“Then one of them, when he saw that he was healed, turned back, praising God with a loud voice. He prostrated himself at Jesus’ feet and thanked him. And he was a Samaritan. Then Jesus asked, “Were not ten made clean? But the other nine, where are they?” (Luke 17:15-17)
We begin today with the story of the one who turned back. He was one of ten men with leprosy whom Jesus healed, and he turns out to be another good Samaritan.
You could get the impression from the Gospels that the Samaritans were a pretty decent race of people, while all the religious leaders of Jesus’ day were snakes. In truth, the New Testament highlights stories of corrupt clerics, virtuous tax-collectors and good Samaritans precisely because they contradict the dominant narrative.
Everyone who listened to Jesus knew that their religious leaders were people they should be emulating, while Samaritans, tax-collectors and lepers were people you avoided. The Gospels deliberately construct a counter-narrative, where Jesus parties with the tax-collectors and sinners, and touches lepers! Conversely, Jesus goes toe-to-toe with the religious authorities, and mainly because they didn’t like the way He partied and touched the untouchable!

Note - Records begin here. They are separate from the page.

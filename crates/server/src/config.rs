use std::collections::HashMap;
use std::env;
use std::error::Error;
use std::fmt::{Display, Formatter};
use std::fs;
use std::path::Path;

#[derive(Debug)]
pub enum ConfigError {
    Io,
    Parse,
    Missing,
    Invalid,
}

impl Display for ConfigError {
    fn fmt(&self, f: &mut Formatter<'_>) -> std::fmt::Result {
        match self {
            Self::Io => write!(f, "configuration io failure"),
            Self::Parse => write!(f, "configuration parse failure"),
            Self::Missing => write!(f, "configuration key missing"),
            Self::Invalid => write!(f, "configuration value invalid"),
        }
    }
}

impl Error for ConfigError {}

#[derive(Debug, Clone, Copy, PartialEq, Eq)]
pub enum MailMode {
    /// Log issued codes instead of delivering them (development default).
    Log,
    /// Record issued codes in memory for inspection.
    Capture,
}

#[derive(Clone)]
pub struct ServerConfig {
    pub bind: String,
    pub tls_cert: String,
    pub tls_key: String,
    pub domain: String,
    pub uploads_dir: String,
    pub mail: MailMode,
}

/// Loads Comcore server configuration from filesystem and environment overrides.
pub fn load_configuration(path: &Path) -> Result<ServerConfig, ConfigError> {
    let contents = fs::read_to_string(path).map_err(|_| ConfigError::Io)?;
    let mut section = String::new();
    let mut map = HashMap::new();
    for line in contents.lines() {
        let trimmed = line.trim();
        if trimmed.is_empty() || trimmed.starts_with('#') {
            continue;
        }
        if trimmed.starts_with('[') && trimmed.ends_with(']') {
            section = trimmed
                .trim_start_matches('[')
                .trim_end_matches(']')
                .to_string();
            continue;
        }
        let parts: Vec<&str> = trimmed.splitn(2, '=').collect();
        if parts.len() != 2 {
            return Err(ConfigError::Parse);
        }
        let key = if section.is_empty() {
            parts[0].trim().to_string()
        } else {
            format!("{}.{}", section, parts[0].trim())
        };
        let mut value = parts[1].trim().to_string();
        if let Some(idx) = value.find('#') {
            value.truncate(idx);
            value = value.trim().to_string();
        }
        if value.starts_with('"') && value.ends_with('"') && value.len() >= 2 {
            value = value[1..value.len() - 1].to_string();
        }
        map.insert(key, value);
    }

    let bind = required(override_env("COMCORE_BIND", map.remove("server.bind"))?)?;
    let tls_cert = required(override_env(
        "COMCORE_TLS_CERT",
        map.remove("server.tls_cert"),
    )?)?;
    let tls_key = required(override_env(
        "COMCORE_TLS_KEY",
        map.remove("server.tls_key"),
    )?)?;
    let domain = override_env("COMCORE_DOMAIN", map.remove("server.domain"))?
        .unwrap_or_else(|| "localhost".to_string());
    let uploads_dir = override_env("COMCORE_UPLOADS_DIR", map.remove("uploads.dir"))?
        .unwrap_or_else(|| "uploads".to_string());
    let mail = match override_env("COMCORE_MAIL_MODE", map.remove("mail.mode"))?
        .unwrap_or_else(|| "log".to_string())
        .as_str()
    {
        "log" => MailMode::Log,
        "capture" => MailMode::Capture,
        _ => return Err(ConfigError::Invalid),
    };

    Ok(ServerConfig {
        bind,
        tls_cert,
        tls_key,
        domain,
        uploads_dir,
        mail,
    })
}

fn override_env(key: &str, current: Option<String>) -> Result<Option<String>, ConfigError> {
    match env::var(key) {
        Ok(value) => Ok(Some(value)),
        Err(env::VarError::NotPresent) => Ok(current),
        Err(_) => Err(ConfigError::Invalid),
    }
}

fn required(value: Option<String>) -> Result<String, ConfigError> {
    value.ok_or(ConfigError::Missing)
}
mod app;
mod config;
mod mail;
mod util;

use std::env;
use std::path::Path;
use tokio::runtime::Builder;
use tracing::error;

fn main() {
    let log_filter = env::var("RUST_LOG").unwrap_or_else(|_| "info".to_string());
    tracing_subscriber::fmt()
        .with_env_filter(log_filter)
        .json()
        .init();

    let config_path = env::var("COMCORE_CONFIG").unwrap_or_else(|_| "comcore.toml".to_string());
    let config = config::load_configuration(Path::new(&config_path)).expect("configuration");

    let runtime = Builder::new_multi_thread()
        .enable_all()
        .build()
        .expect("runtime");
    if let Err(err) = runtime.block_on(app::run(config)) {
        error!(error = %err, "server terminated");
        std::process::exit(1);
    }
}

This encounter, recorded in Luke 17, between Jesus and a group of ten lepers happens because Jesus is travelling to Jerusalem via “the region between Samaria and Galilee” (Luke 17:11). Of course, there were any number of routes that Jesus and his team could have taken to get to Jerusalem that avoided these areas. Jesus though predicably chose the road less travelled – a route that would take Him into areas that most self-respecting Rabbis would have avoided.
Jesus heals the ten leprous men at a distance. When they realise that they’ve been healed, one of the ten comes back to give thanks. He turns out to be a Samaritan – a foreigner. I guess they worked that out from his accent when they heard his ‘loud voice’ (Luke 17:15). Perhaps all ten had been Samaritans? Most likely, they were a racially mixed group. In as much as Jews and Samaritans tried to avoid each other, the common experience of leprosy would have made those tribal boundaries trivial.
One comes back. “Why only one?”, asks Jesus. “Where are the other nine?” We know the answer. The other nine were getting on with their lives. They had been sick and outcast but now they had lives to live and no time to waste!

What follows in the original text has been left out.